▸ **Aim of the exercise**
Locate the string "CaseForm" throughout the material and copy every line in which it occurs.

▸ **Data shown**
>>
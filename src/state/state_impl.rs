use crate::app::{ConfigSaveSender, ConfigUpdate, NetworkEventSender};
use crate::backend::{BackendError, Case, CaseType, ExportColumn, Role, User};
use crate::events::network::Event as NetworkEvent;
use crate::export::ExportError;
use crate::ui::{Theme, SPINNER_FRAME_COUNT};
use log::*;
use ratatui::layout::Rect;
use std::path::PathBuf;
use std::time::Instant;

use super::calendar::CalendarWindow;
use super::dashboard::Dashboard;
use super::draft::CaseForm;
use super::export::{ExportFormat, ExportSelection};
use super::filter::CaseFilter;
use super::login::{LoginForm, RecoveryForm, RecoveryStep};
use super::navigation::{Focus, MenuItem, View};
use super::notification::Notification;
use super::session::Session;
use super::users::{UserDirectory, USER_ALERT_TTL};
use super::StateError;

/// Number of log lines kept for the log panel.
const LOG_CAPACITY: usize = 1000;

/// Houses data representative of application state.
///
pub struct State {
    net_sender: Option<NetworkEventSender>,
    config_save_sender: Option<ConfigSaveSender>,
    remembered_username: Option<String>,
    terminal_size: Rect,
    theme: Theme,
    spinner_index: usize,
    current_focus: Focus,
    menu_index: usize,
    view_stack: Vec<View>,
    session: Session,
    login_form: LoginForm,
    recovery_form: RecoveryForm,
    case_form: CaseForm,
    cases: Vec<Case>,
    cases_loading: bool,
    case_window: CalendarWindow,
    case_filter: CaseFilter,
    case_index: usize,
    export: Option<ExportSelection>,
    dashboard: Dashboard,
    user_directory: UserDirectory,
    notifications: Vec<Notification>,
    log_visible: bool,
    log_entries: Vec<String>,
}

/// Defines default application state.
///
impl Default for State {
    fn default() -> State {
        State {
            net_sender: None,
            config_save_sender: None,
            remembered_username: None,
            terminal_size: Rect::default(),
            theme: Theme::default(),
            spinner_index: 0,
            current_focus: Focus::View,
            menu_index: 0,
            view_stack: vec![View::Login],
            session: Session::default(),
            login_form: LoginForm::default(),
            recovery_form: RecoveryForm::default(),
            case_form: CaseForm::default(),
            cases: vec![],
            cases_loading: false,
            case_window: CalendarWindow::current(),
            case_filter: CaseFilter::default(),
            case_index: 0,
            export: None,
            dashboard: Dashboard::default(),
            user_directory: UserDirectory::default(),
            notifications: vec![],
            log_visible: false,
            log_entries: vec![],
        }
    }
}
<<
▸ **Solution**
use super::draft::CaseForm;
    case_form: CaseForm,
            case_form: CaseForm::default(),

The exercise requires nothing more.